Air filters are needed in every classroom to protect children from Covid-19, says a teachers group which claims air quality monitoring is unreliable.
Scottish Teachers for Positive Change and Wellbeing co-founder Nuzhat Uthmani says the method used to identify what the Scottish Government calls a ‘very small percentage’ of classrooms with ventilation problems does not show the true picture.
Carbon dioxide (CO2) monitors have been provided to schools across Scotland to assess the level of fresh air in classrooms, and indicate when additional ventilation is needed to reduce the risk of airborne spread of the virus among children and staff.
However, some classrooms have had to share mobile monitors and Ms Uthmani said that means CO2 levels – which will fluctuate with room use and other factors – cannot properly be tracked.
Instead of doing everything it can to protect children and keep schools open, she claimed the government had done the bare minimum and what it had done should have been done a year earlier.
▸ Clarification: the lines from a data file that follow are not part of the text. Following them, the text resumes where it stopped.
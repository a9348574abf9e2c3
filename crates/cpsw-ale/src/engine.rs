//! The ALE engine instance.

use crate::aging::Aging;
use crate::config::AleParams;
use crate::control::{AleControl, ControlTable};
use crate::entry::{AleEntry, ALE_PORT_FIELD_BITS};
use crate::error::{AleError, AleResult};
use crate::regs::{vlan_mask_mux, RegFieldId, RegisterAccess, ALE_PRESCALE};
use crate::variant::{AleVariant, VlanField};
use cpsw_types::{PortMask, VlanId};
use std::fmt;
use std::sync::Arc;
use tracing::{error, info};

/// Entries per unit of the STATUS table size field.
const ALE_TABLE_SIZE_MULTIPLIER: u32 = 1024;

/// Policers per unit of the STATUS policer count field.
const ALE_POLICER_SIZE_MULTIPLIER: u32 = 8;

/// Rate limit granularity once PRESCALE is programmed.
pub(crate) const ALE_RATE_LIMIT_MIN_PPS: u32 = 1000;

/// Mask register index used for unregistered multicast on NU switches.
pub(crate) const NU_VLAN_UNREG_MCAST_IDX: u32 = 1;

/// One bit per VLAN id.
#[derive(Clone)]
pub(crate) struct VlanBitmap {
    words: Box<[u64; VlanId::COUNT / 64]>,
}

impl VlanBitmap {
    fn new() -> Self {
        Self {
            words: Box::new([0; VlanId::COUNT / 64]),
        }
    }

    pub(crate) fn set(&mut self, vid: VlanId, value: bool) {
        let (word, bit) = (vid.index() / 64, vid.index() % 64);
        if value {
            self.words[word] |= 1 << bit;
        } else {
            self.words[word] &= !(1 << bit);
        }
    }

    pub(crate) fn get(&self, vid: VlanId) -> bool {
        self.words[vid.index() / 64] & (1 << (vid.index() % 64)) != 0
    }
}

/// Address lookup engine for one switch instance.
///
/// The engine holds no lock of its own: mutating operations take
/// `&mut self`, and the owner serializes access. The one concurrent actor
/// is the software aging worker, which only ever pulses a control bit
/// under the control table's update lock.
pub struct Ale {
    pub(crate) params: AleParams,
    pub(crate) regs: Arc<dyn RegisterAccess>,
    pub(crate) variant: &'static AleVariant,
    pub(crate) controls: ControlTable,
    pub(crate) num_entries: u32,
    pub(crate) num_policers: u32,
    pub(crate) version: u32,
    pub(crate) port_mask_bits: u32,
    pub(crate) port_num_bits: u32,
    pub(crate) p0_untag_vids: VlanBitmap,
    aging: Option<Aging>,
}

impl fmt::Debug for Ale {
    fn fmt(&self, f: &mut fmt::Formatter<'_>) -> fmt::Result {
        f.debug_struct("Ale")
            .field("dev_id", &self.variant.dev_id)
            .field("version", &format_args!("{:#06x}", self.version))
            .field("num_entries", &self.num_entries)
            .field("num_policers", &self.num_policers)
            .field("ports", &self.params.ale_ports)
            .field("started", &self.aging.is_some())
            .finish()
    }
}

/// `ceil(log2(n))`, at least 1.
fn order_base_2(n: u32) -> u32 {
    if n <= 2 {
        1
    } else {
        u32::BITS - (n - 1).leading_zeros()
    }
}

impl Ale {
    /// Creates the engine for the device described by `params`.
    ///
    /// Resolves the variant, reads the hardware version and, where the
    /// variant relies on it, the table geometry from STATUS. The table is
    /// cleared before returning. Port counts the entry layout cannot hold
    /// are rejected.
    pub fn new(params: AleParams, regs: Arc<dyn RegisterAccess>) -> AleResult<Self> {
        params.validate()?;
        let variant = AleVariant::lookup(&params.dev_id)?;
        if params.ale_ports > ALE_PORT_FIELD_BITS {
            return Err(AleError::Config(format!(
                "{} ports do not fit the {ALE_PORT_FIELD_BITS} bit entry port field",
                params.ale_ports
            )));
        }
        variant.vlan_layout.check_ports(params.ale_ports)?;
        let fields = variant.reg_fields;

        let minor = fields.read(regs.as_ref(), RegFieldId::MinorVer)?;
        let major = fields.read(regs.as_ref(), RegFieldId::MajorVer)? & variant.major_ver_mask;
        let version = major << 8 | minor;
        info!("initialized cpsw ale version {}.{}", major, minor);

        let mut num_entries = match params.ale_entries {
            0 => variant.tbl_entries,
            n => n,
        };
        if num_entries == 0 && variant.has_status_reg() {
            let units = fields.read(regs.as_ref(), RegFieldId::AleEntries)?;
            if units == 0 {
                return Err(AleError::invalid_hardware(
                    "ALE_STATUS reports no table entries",
                ));
            }
            num_entries = units * ALE_TABLE_SIZE_MULTIPLIER;
        }
        if num_entries == 0 {
            return Err(AleError::invalid_hardware(format!(
                "no table size known for {}",
                variant.dev_id
            )));
        }

        let mut num_policers = params.num_policers;
        if num_policers == 0 && variant.has_status_reg() {
            let units = fields.read(regs.as_ref(), RegFieldId::AlePolicers)?;
            if units == 0 {
                return Err(AleError::invalid_hardware(
                    "ALE_STATUS reports no policers",
                ));
            }
            num_policers = units * ALE_POLICER_SIZE_MULTIPLIER;
        }

        info!(
            "ALE Table size {}, Policers {}",
            num_entries, num_policers
        );

        let ports = params.ale_ports;
        let ale = Self {
            controls: ControlTable::new(ports, variant.nu_switch),
            port_mask_bits: ports,
            port_num_bits: order_base_2(ports),
            p0_untag_vids: VlanBitmap::new(),
            params,
            regs,
            variant,
            num_entries,
            num_policers,
            version,
            aging: None,
        };

        ale.control_set(0, AleControl::Clear, 1)?;
        Ok(ale)
    }

    /// Enables lookups, clears the table and starts aging.
    ///
    /// PRESCALE is set to a 1 ms interval so that one unit of the
    /// per-port rate limit controls is 1000 packets per second.
    pub fn start(&mut self) -> AleResult<()> {
        if self.aging.is_some() {
            return Ok(());
        }

        let prescale = u32::try_from(self.params.bus_freq / u64::from(ALE_RATE_LIMIT_MIN_PPS))
            .map_err(|_| AleError::Config(format!("bus_freq {} overflows PRESCALE", self.params.bus_freq)))?;
        self.regs.write(ALE_PRESCALE, prescale);

        self.control_set(0, AleControl::RateLimit, 1)?;
        self.control_set(0, AleControl::Enable, 1)?;
        self.control_set(0, AleControl::Clear, 1)?;

        self.aging = Some(Aging::start(
            &self.regs,
            self.controls.writer(AleControl::Ageout),
            self.params.bus_freq,
            self.params.ageout(),
            self.variant.has_hw_autoaging(),
        )?);
        Ok(())
    }

    /// Stops aging, clears the table and disables lookups. Once this
    /// returns no aging pulse will be issued.
    pub fn stop(&mut self) -> AleResult<()> {
        if let Some(aging) = self.aging.take() {
            aging.stop(self.regs.as_ref());
        }
        self.control_set(0, AleControl::Clear, 1)?;
        self.control_set(0, AleControl::Enable, 0)
    }

    pub fn is_started(&self) -> bool {
        self.aging.is_some()
    }

    pub fn num_entries(&self) -> u32 {
        self.num_entries
    }

    pub fn num_policers(&self) -> u32 {
        self.num_policers
    }

    /// Hardware version as `major << 8 | minor`.
    pub fn version(&self) -> u32 {
        self.version
    }

    pub fn variant(&self) -> &'static AleVariant {
        self.variant
    }

    pub fn params(&self) -> &AleParams {
        &self.params
    }

    pub fn port_mask_bits(&self) -> u32 {
        self.port_mask_bits
    }

    pub fn port_num_bits(&self) -> u32 {
        self.port_num_bits
    }

    /// Returns true if the host port is force-untagged on `vid`.
    pub fn host_untagged(&self, vid: VlanId) -> bool {
        self.p0_untag_vids.get(vid)
    }

    /// Writes a control of `port`; global controls ignore the port.
    pub fn control_set(&self, port: u32, control: AleControl, value: u32) -> AleResult<()> {
        self.controls.set(self.regs.as_ref(), port, control, value)
    }

    /// Reads a control of `port`; global controls ignore the port.
    pub fn control_get(&self, port: u32, control: AleControl) -> AleResult<u32> {
        self.controls.get(self.regs.as_ref(), port, control)
    }

    pub(crate) fn all_ports(&self) -> PortMask {
        PortMask::all(self.port_mask_bits)
    }

    pub(crate) fn vlan_get_fld(&self, entry: &AleEntry, field: VlanField) -> AleResult<u32> {
        match self.variant.vlan_layout.field(field) {
            Some(desc) => Ok(entry.field(desc.start, desc.bits(self.port_mask_bits))),
            None => {
                error!("get: wrong ale fld id {:?}", field);
                Err(AleError::invalid_argument(format!(
                    "VLAN field {:?} not present on {}",
                    field, self.variant.dev_id
                )))
            }
        }
    }

    pub(crate) fn vlan_set_fld(&self, entry: &mut AleEntry, field: VlanField, value: u32) {
        match self.variant.vlan_layout.field(field) {
            Some(desc) => entry.set_field(desc.start, desc.bits(self.port_mask_bits), value),
            None => error!("set: wrong ale fld id {:?}", field),
        }
    }

    pub(crate) fn vlan_get_mask(&self, entry: &AleEntry, field: VlanField) -> AleResult<PortMask> {
        self.vlan_get_fld(entry, field).map(PortMask::from_bits)
    }

    pub(crate) fn vlan_set_mask(&self, entry: &mut AleEntry, field: VlanField, mask: PortMask) {
        self.vlan_set_fld(entry, field, mask.bits());
    }

    /// Registered multicast flood mask of a VLAN entry, inline or from the
    /// mask register the entry points at.
    pub(crate) fn vlan_reg_mcast(&self, entry: &AleEntry) -> AleResult<PortMask> {
        if self.variant.nu_switch {
            let idx = self.vlan_get_fld(entry, VlanField::RegMcastIdx)?;
            Ok(PortMask::from_bits(self.regs.read(vlan_mask_mux(idx))))
        } else {
            self.vlan_get_mask(entry, VlanField::RegMcastMask)
        }
    }

    /// Unregistered multicast flood mask, see [`Ale::vlan_reg_mcast`].
    pub(crate) fn vlan_unreg_mcast(&self, entry: &AleEntry) -> AleResult<PortMask> {
        if self.variant.nu_switch {
            let idx = self.vlan_get_fld(entry, VlanField::UnregMcastIdx)?;
            Ok(PortMask::from_bits(self.regs.read(vlan_mask_mux(idx))))
        } else {
            self.vlan_get_mask(entry, VlanField::UnregMcastMask)
        }
    }

    /// Stores both multicast flood masks of a VLAN entry. NU switches
    /// write the mask registers selected by the entry's indices.
    pub(crate) fn vlan_set_mcast(
        &self,
        entry: &mut AleEntry,
        reg_mcast: PortMask,
        unreg_mcast: PortMask,
    ) -> AleResult<()> {
        if self.variant.nu_switch {
            let idx = self.vlan_get_fld(entry, VlanField::RegMcastIdx)?;
            self.regs.write(vlan_mask_mux(idx), reg_mcast.bits());
            let idx = self.vlan_get_fld(entry, VlanField::UnregMcastIdx)?;
            self.regs.write(vlan_mask_mux(idx), unreg_mcast.bits());
        } else {
            self.vlan_set_mask(entry, VlanField::RegMcastMask, reg_mcast);
            self.vlan_set_mask(entry, VlanField::UnregMcastMask, unreg_mcast);
        }
        Ok(())
    }

    /// Sets the force-untag mask and tracks host port membership.
    pub(crate) fn vlan_set_untag(&mut self, entry: &mut AleEntry, vid: VlanId, untag: PortMask) {
        self.vlan_set_mask(entry, VlanField::ForceUntaggedMask, untag);
        self.p0_untag_vids.set(vid, untag.contains_host());
    }
}

impl Drop for Ale {
    fn drop(&mut self) {
        if let Some(aging) = self.aging.take() {
            aging.stop(self.regs.as_ref());
        }
    }
}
She said: “It’s hugely frustrating to think we’ve allowed our children to catch the virus.
“Even though few have died or been severely ill we know that long Covid is an issue and we just don’t understand the long term consequences ultimately of this disease.
“And children are catching it again and again.”
- The schools in Fife, Perthshire and Angus with inadequate ventilation raising Covid risk
Often, she claimed, teachers have a CO2 monitor in their classroom for only a day at a time as schools don’t have enough to go round.
She said: “That is such an unscientific way of gathering data. There are so many variables. Was the monitor in the right place? Was it near a window, near a door? How many people were in your class that day?
“Unfortunately, the government uses that data to say everything is fine, there is only a handful of schools [with problematic ventilation].
We need to see an air filter in every classroom ultimately.”
Nuzhat Uthmani
“I don’t think that is reliable at all and we know that because we know how much Covid was spreading in schools.”
The Scottish Government says air cleaning devices should not be as a substitute for natural ventilation but has granted an additional £5 million for work to improve air flow in schools.
However, Ms Uthmani said it needs to go much further, stating: “We need to see an air filter in every classroom ultimately.”
Air filters and retaining the enhanced cleaning and hand washing procedures currently in place would help protect not just against Covid, she said, but other viruses and germs which can spread rapidly in schools.
The £5m announced in January was in addition to £10m from the Scottish Government last year for ventilation and CO2 monitoring and £90 of Covid logistics funding to councils.
Expert advice is clear that air cleaning devices should not be used as a substitute for ventilation.”
Scottish Government
Recently updated government guidance recommends schools have CO2 monitors in every teaching space for at least one full day a week and notes some councils already provide or aim to provide a monitor for every classroom.
A government spokesman said: “We have made an additional up to £5 million available to local authorities to improve ventilation in schools and early years settings.
“Only a very small percentage of spaces have to date been identified by local authorities as being problematic and remedial action is being undertaken by councils in line with guidance.
“Remedial measures should be informed by local circumstances and expert assessment but expert advice is clear that air cleaning devices should not be used as a substitute for ventilation.
“They may, however, be of use as a temporary mitigation in problematic spaces while longer term ventilation solutions are implemented.”